- [Exercise objective]: Copy every line of the listing that holds the string "written".
=-=-=
/// Scored junction table output (tab-separated, one header row)
///
/// Columns:
/// 1. chrom
/// 2. intron_start (1-based)
/// 3. intron_stop (1-based)
/// 4. strand (`+`, `-`, `.`)
/// 5. intron_motif (strand-corrected label, e.g. `GT/AG`)
/// 6. annotated (0=no, 1=yes)
/// 7. unique_junction_reads
/// 8. multimap_junction_reads
/// 9. max_overhang
/// 10. intron_location (`chrom:start-stop:strand`)
/// 11. unique_junction_reads_filtered
/// 12. multimap_junction_reads_filtered
/// 13. total_filtered_reads
/// 14. psi5
/// 15. psi3
use crate::error::Error;
use crate::psi::PsiTable;
use std::io::Write;

const HEADER: &str = "chrom\tintron_start\tintron_stop\tstrand\tintron_motif\t\
    annotated\tunique_junction_reads\tmultimap_junction_reads\tmax_overhang\t\
    intron_location\tunique_junction_reads_filtered\t\
    multimap_junction_reads_filtered\ttotal_filtered_reads\tpsi5\tpsi3";

impl PsiTable {
    /// Write the scored table as TSV, returning the number of data rows
    /// written (the header row is not counted).
    ///
    /// `mask` selects which rows to emit; `None` emits all of them. A mask
    /// whose length does not match the table is a configuration error.
    pub fn write_tsv<W: Write>(
        &self,
        mut writer: W,
        mask: Option<&[bool]>,
    ) -> Result<usize, Error> {
        if let Some(mask) = mask {
            if mask.len() != self.len() {
                return Err(Error::Config(format!(
                    "region mask covers {} rows but the table has {}",
                    mask.len(),
                    self.len()
                )));
            }
        }

        writeln!(writer, "{}", HEADER)?;

        let mut written = 0usize;
        for (idx, row) in self.iter().enumerate() {
            if let Some(mask) = mask {
                if !mask[idx] {
                    continue;
                }
            }

            let j = &row.junction;
            writeln!(
                writer,
                "{}\t{}\t{}\t{}\t{}\t{}\t{}\t{}\t{}\t{}\t{}\t{}\t{}\t{}\t{}",
                j.chrom,
                j.intron_start,
                j.intron_stop,
                j.strand,
                j.intron_motif,
                if j.annotated { 1 } else { 0 },
                j.unique_reads,
                j.multimap_reads,
                j.max_overhang,
                j.intron_location(),
                row.unique_reads_filtered,
                row.multimap_reads_filtered,
                row.total_filtered_reads,
                row.psi5,
                row.psi3
            )?;
            written += 1;
        }

        writer.flush()?;
        Ok(written)
    }
}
=-=-=
- [Solution to the exercise]:
    /// written (the header row is not counted).
        let mut written = 0usize;
            written += 1;
        Ok(written)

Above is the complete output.